The difference between twentieth-century mathematical logic and the syllogistic it succeeded is quite like the difference between Diophantine algebra and algorithmic algebra. Both the Diophantine approach and syllogistic theory consist of a number of paradigmatic solutions, in which appropriate substitutions for the terms actually used have to be made for these to be applicable to the cases at hand. In either case no justification is offered for these solutions, no guidelines are provided for finding solutions to unmentioned cases, and no explicit mention of the constraints on the choice of acceptable specific terms for substitution is made. In contradistinction, twentieth-century mathematical logic proffers a small number of general rules of deduction, each applicable to any of a well-defined class of operands, such that by the successive application of these deduction rules any truth-functionally valid argument can be shown to be valid. Thorougoing justification is given for the dependability of each rule of deduction, and hence of any proof which consists of a finite sequence of applications of such rules; the operand upon which these rules may operate are scrupulously specified, and extending such rules to non-truth-functional contexts, such as model logics, was seen to be an elementary matter. In each of these respects the deduction rules of mathematical logic show a close analogy to Khwarazmi’s algebraic algorithms.

Several deductive systems have been devised since the beginning of the twentieth century, and while some of them are fully algorithmic, in the sense that the sequence of deduction rules appropriate to a specific argument is uniquely determined by the structure of the argument involved, in some other systems, in which rules reflecting those actually used in mathematical inferences are chosen as basic, a number of different sequences of deduction rules may be applied to the same premises to yield different proofs of the same inference. It is only in this respect of rather minor condition that the more usual deductive systems of mathematical logic fall short of being fully algorithmic.
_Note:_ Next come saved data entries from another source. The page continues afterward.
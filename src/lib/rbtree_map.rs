//! An ordered map and set backed by a red-black tree.
//!
//! The balancing engine lives in [`RbTree`]; [`TreeMap`] and [`TreeSet`]
//! project keys out of it through the [`KeyOf`] policies. Ordering comes
//! from a caller-supplied comparator (`compare::Compare`), defaulting to the
//! natural order of the keys.
#![warn(missing_docs)]

use std::fmt::{self, Debug};
use std::iter::FusedIterator;
use std::mem;
use std::ops::Index;

use compare::{Compare, Natural};

mod rbtree_core;
mod rbtree_iter;
mod rbtree_key;
mod rbtree_node;
mod rbtree_set;

pub use rbtree_core::RbTree;
pub use rbtree_iter::{IntoIter, Iter, IterMut};
pub use rbtree_key::{FirstOfPair, Identity, KeyOf};
pub use rbtree_set::TreeSet;

/// An ordered map with keys sorted by a comparator, `Natural` by default.
///
/// Backed by [`RbTree`] with the [`FirstOfPair`] key policy: entries are
/// `(K, V)` pairs ordered by their first component. Lookups accept any `Q`
/// the comparator can weigh against `K`.
#[derive(Clone)]
pub struct TreeMap<K, V, C = Natural<K>>
where
    C: Compare<K>,
{
    tree: RbTree<(K, V), FirstOfPair, C>,
}

impl<K, V> TreeMap<K, V>
where
    K: Ord,
{
    /// Creates an empty map ordered by the natural order of its keys.
    pub fn new() -> Self {
        TreeMap::with_cmp(compare::natural())
    }
}

impl<K, V, C> TreeMap<K, V, C>
where
    C: Compare<K>,
{
    /// Creates an empty map ordered by the given comparator.
    pub fn with_cmp(cmp: C) -> Self {
        TreeMap {
            tree: RbTree::new(cmp),
        }
    }

    /// Number of entries in the map.
    pub fn len(&self) -> usize {
        self.tree.len()
    }

    /// Returns true if the map contains no entries.
    pub fn is_empty(&self) -> bool {
        self.tree.is_empty()
    }

    /// Upper bound on the number of entries the node allocator could ever
    /// satisfy.
    pub fn max_len(&self) -> usize {
        self.tree.max_len()
    }

    /// Borrows the key comparator.
    pub fn key_comp(&self) -> &C {
        self.tree.key_comp()
    }

    /// Removes every entry.
    pub fn clear(&mut self) {
        self.tree.clear();
    }

    /// Iterator over the entries in key order.
    pub fn iter(&self) -> MapIter<'_, K, V> {
        MapIter {
            inner: self.tree.iter(),
        }
    }

    /// Iterator over the entries in key order with mutable values.
    pub fn iter_mut(&mut self) -> MapIterMut<'_, K, V> {
        MapIterMut {
            inner: self.tree.iter_mut(),
        }
    }

    /// Iterator over the keys in order.
    pub fn keys(&self) -> Keys<'_, K, V> {
        Keys { inner: self.iter() }
    }

    /// Iterator over the values, ordered by key.
    pub fn values(&self) -> Values<'_, K, V> {
        Values { inner: self.iter() }
    }

    /// Entry with the smallest key, if any.
    pub fn first_key_value(&self) -> Option<(&K, &V)> {
        self.tree.first().map(|p| (&p.0, &p.1))
    }

    /// Entry with the largest key, if any.
    pub fn last_key_value(&self) -> Option<(&K, &V)> {
        self.tree.last().map(|p| (&p.0, &p.1))
    }

    /// Reference to the value stored under `key`.
    pub fn get<Q: ?Sized>(&self, key: &Q) -> Option<&V>
    where
        C: Compare<Q, K>,
    {
        self.tree.find(key).map(|p| &p.1)
    }

    /// The stored key-value pair equivalent to `key`.
    pub fn get_key_value<Q: ?Sized>(&self, key: &Q) -> Option<(&K, &V)>
    where
        C: Compare<Q, K>,
    {
        self.tree.find(key).map(|p| (&p.0, &p.1))
    }

    /// Mutable reference to the value stored under `key`.
    pub fn get_mut<Q: ?Sized>(&mut self, key: &Q) -> Option<&mut V>
    where
        C: Compare<Q, K>,
    {
        self.tree.find_mut(key).map(|p| &mut p.1)
    }

    /// Returns true if an entry equivalent to `key` is present.
    pub fn contains_key<Q: ?Sized>(&self, key: &Q) -> bool
    where
        C: Compare<Q, K>,
    {
        self.tree.contains(key)
    }

    /// Inserts `value` under `key`. If the key was already present its value
    /// is replaced and the old value returned; the stored key stays.
    pub fn insert(&mut self, key: K, value: V) -> Option<V> {
        match self.tree.insert_pos((key, value)) {
            (_, None) => None,
            (pos, Some((_, value))) => {
                let slot = unsafe { (*pos).value.assume_init_mut() };
                Some(mem::replace(&mut slot.1, value))
            }
        }
    }

    /// Removes the entry equivalent to `key`, returning its value.
    pub fn remove<Q: ?Sized>(&mut self, key: &Q) -> Option<V>
    where
        C: Compare<Q, K>,
    {
        self.remove_entry(key).map(|(_, v)| v)
    }

    /// Removes the entry equivalent to `key`, returning the stored pair.
    pub fn remove_entry<Q: ?Sized>(&mut self, key: &Q) -> Option<(K, V)>
    where
        C: Compare<Q, K>,
    {
        self.tree.remove_value(key)
    }

    /// Iterator from the first entry whose key is not less than `key` to
    /// the end of the map.
    pub fn lower_bound<Q: ?Sized>(&self, key: &Q) -> MapIter<'_, K, V>
    where
        C: Compare<Q, K>,
    {
        MapIter {
            inner: self.tree.lower_bound(key),
        }
    }

    /// Iterator from the first entry whose key is greater than `key` to the
    /// end of the map.
    pub fn upper_bound<Q: ?Sized>(&self, key: &Q) -> MapIter<'_, K, V>
    where
        C: Compare<Q, K>,
    {
        MapIter {
            inner: self.tree.upper_bound(key),
        }
    }

    /// Iterator over the entries whose key is equivalent to `key` (at most
    /// one).
    pub fn equal_range<Q: ?Sized>(&self, key: &Q) -> MapIter<'_, K, V>
    where
        C: Compare<Q, K>,
    {
        MapIter {
            inner: self.tree.equal_range(key),
        }
    }

    /// O(1) exchange of two maps' contents, comparators included.
    pub fn swap(&mut self, other: &mut Self) {
        self.tree.swap(&mut other.tree);
    }
}

impl<K, V, C> Default for TreeMap<K, V, C>
where
    C: Compare<K> + Default,
{
    fn default() -> Self {
        TreeMap::with_cmp(C::default())
    }
}

impl<K, V, C> Debug for TreeMap<K, V, C>
where
    K: Debug,
    V: Debug,
    C: Compare<K>,
{
    fn fmt(&self, f: &mut fmt::Formatter<'_>) -> fmt::Result {
        f.debug_map().entries(self.iter()).finish()
    }
}

impl<K, V, C> PartialEq for TreeMap<K, V, C>
where
    K: PartialEq,
    V: PartialEq,
    C: Compare<K>,
{
    fn eq(&self, other: &Self) -> bool {
        self.len() == other.len() && self.iter().eq(other.iter())
    }
}

impl<K, V, C> Eq for TreeMap<K, V, C>
where
    K: Eq,
    V: Eq,
    C: Compare<K>,
{
}

impl<K, V, C> PartialOrd for TreeMap<K, V, C>
where
    K: PartialOrd,
    V: PartialOrd,
    C: Compare<K>,
{
    fn partial_cmp(&self, other: &Self) -> Option<std::cmp::Ordering> {
        self.iter().partial_cmp(other.iter())
    }
}

impl<K, V, C> Ord for TreeMap<K, V, C>
where
    K: Ord,
    V: Ord,
    C: Compare<K>,
{
    fn cmp(&self, other: &Self) -> std::cmp::Ordering {
        self.iter().cmp(other.iter())
    }
}

impl<K, V, C, Q: ?Sized> Index<&Q> for TreeMap<K, V, C>
where
    C: Compare<K> + Compare<Q, K>,
{
    type Output = V;

    fn index(&self, key: &Q) -> &V {
        self.get(key).expect("no entry found for key")
    }
}

impl<K, V, C> Extend<(K, V)> for TreeMap<K, V, C>
where
    C: Compare<K>,
{
    // Funnels through the end-position hint, so pre-sorted input links in
    // O(1) per entry. Duplicate keys replace the stored value.
    fn extend<T: IntoIterator<Item = (K, V)>>(&mut self, iter: T) {
        for (k, v) in iter {
            if let (pos, Some((_, value))) = self.tree.insert_hint_end((k, v)) {
                let slot = unsafe { (*pos).value.assume_init_mut() };
                slot.1 = value;
            }
        }
    }
}

impl<K, V, C> FromIterator<(K, V)> for TreeMap<K, V, C>
where
    C: Compare<K> + Default,
{
    fn from_iter<T: IntoIterator<Item = (K, V)>>(iter: T) -> Self {
        let mut map = TreeMap::with_cmp(C::default());
        map.extend(iter);
        map
    }
}

impl<'a, K, V, C> IntoIterator for &'a TreeMap<K, V, C>
where
    C: Compare<K>,
{
    type Item = (&'a K, &'a V);
    type IntoIter = MapIter<'a, K, V>;

    fn into_iter(self) -> MapIter<'a, K, V> {
        self.iter()
    }
}

impl<'a, K, V, C> IntoIterator for &'a mut TreeMap<K, V, C>
where
    C: Compare<K>,
{
    type Item = (&'a K, &'a mut V);
    type IntoIter = MapIterMut<'a, K, V>;

    fn into_iter(self) -> MapIterMut<'a, K, V> {
        self.iter_mut()
    }
}

impl<K, V, C> IntoIterator for TreeMap<K, V, C>
where
    C: Compare<K>,
{
    type Item = (K, V);
    type IntoIter = IntoIter<(K, V), FirstOfPair, C>;

    fn into_iter(self) -> Self::IntoIter {
        self.tree.into_iter()
    }
}

/// Borrowing iterator over a map's entries in key order.
pub struct MapIter<'a, K, V> {
    inner: Iter<'a, (K, V)>,
}

impl<'a, K, V> Iterator for MapIter<'a, K, V> {
    type Item = (&'a K, &'a V);

    fn next(&mut self) -> Option<(&'a K, &'a V)> {
        self.inner.next().map(|p| (&p.0, &p.1))
    }
}

impl<'a, K, V> DoubleEndedIterator for MapIter<'a, K, V> {
    fn next_back(&mut self) -> Option<(&'a K, &'a V)> {
        self.inner.next_back().map(|p| (&p.0, &p.1))
    }
}

impl<K, V> FusedIterator for MapIter<'_, K, V> {}

impl<K, V> Clone for MapIter<'_, K, V> {
    fn clone(&self) -> Self {
        MapIter {
            inner: self.inner.clone(),
        }
    }
}

/// Borrowing iterator over a map's entries with mutable values.
pub struct MapIterMut<'a, K, V> {
    inner: IterMut<'a, (K, V)>,
}

impl<'a, K, V> Iterator for MapIterMut<'a, K, V> {
    type Item = (&'a K, &'a mut V);

    fn next(&mut self) -> Option<(&'a K, &'a mut V)> {
        self.inner.next().map(|p| (&p.0, &mut p.1))
    }
}

impl<'a, K, V> DoubleEndedIterator for MapIterMut<'a, K, V> {
    fn next_back(&mut self) -> Option<(&'a K, &'a mut V)> {
        self.inner.next_back().map(|p| (&p.0, &mut p.1))
    }
}

impl<K, V> FusedIterator for MapIterMut<'_, K, V> {}

/// Iterator over a map's keys in order.
pub struct Keys<'a, K, V> {
    inner: MapIter<'a, K, V>,
}

impl<'a, K, V> Iterator for Keys<'a, K, V> {
    type Item = &'a K;

    fn next(&mut self) -> Option<&'a K> {
        self.inner.next().map(|(k, _)| k)
    }
}

impl<'a, K, V> DoubleEndedIterator for Keys<'a, K, V> {
    fn next_back(&mut self) -> Option<&'a K> {
        self.inner.next_back().map(|(k, _)| k)
    }
}

impl<K, V> FusedIterator for Keys<'_, K, V> {}

/// Iterator over a map's values, ordered by key.
pub struct Values<'a, K, V> {
    inner: MapIter<'a, K, V>,
}

impl<'a, K, V> Iterator for Values<'a, K, V> {
    type Item = &'a V;

    fn next(&mut self) -> Option<&'a V> {
        self.inner.next().map(|(_, v)| v)
    }
}

impl<'a, K, V> DoubleEndedIterator for Values<'a, K, V> {
    fn next_back(&mut self) -> Option<&'a V> {
        self.inner.next_back().map(|(_, v)| v)
    }
}

impl<K, V> FusedIterator for Values<'_, K, V> {}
While the algorithmic approach has profoundly influenced both theoretical and practical mathematics from the Islamic Renaissance to the present, the influence it has exerted upon the daily lives of the multitudes through that channel is negligible when compared with the influence it has deployed through the increasingly more common use of automatic processors. Such processors function by performing algorithms, which are called programs. The main idea behind writing a program is to devise an algorithm for performing any instance of a well-defined class of tasks, and to express that algorithm in terms of a sequence of operations the processing device for which the program is intended can perform. Most contemporary processors have programs for receiving algorithms expressed in languages very similar to ordinary English and producing the requisite sequence of operations that processor can perform, so the only task left for the ordinary user is to devise the required algorithm in terms of an acceptable programming language.

Efforts directed towards getting automatic processors to perform immensely complicated tasks, such as running the postal services of entire countries, are said to involve the systems analysis of those tasks. Systems analysis result typically in the production of a very large number of relatively simple algorithmic procedures interrelated by means of still other coordinating algorithms, these systems of algorithms themselves figuring as sub-components of more comprehensive algorithms, on through a fairly large number of levels of complexity. To the extent that the prediction that increasingly larger numbers of practical chores will be turned over to automatic processors is reliable, one can foresee that in the fairly close future almost everybody will have developed a familiarity with algorithms, either through somehow assisting in the production of programs, or at least through hating them for having rendered their merely human services dispensable.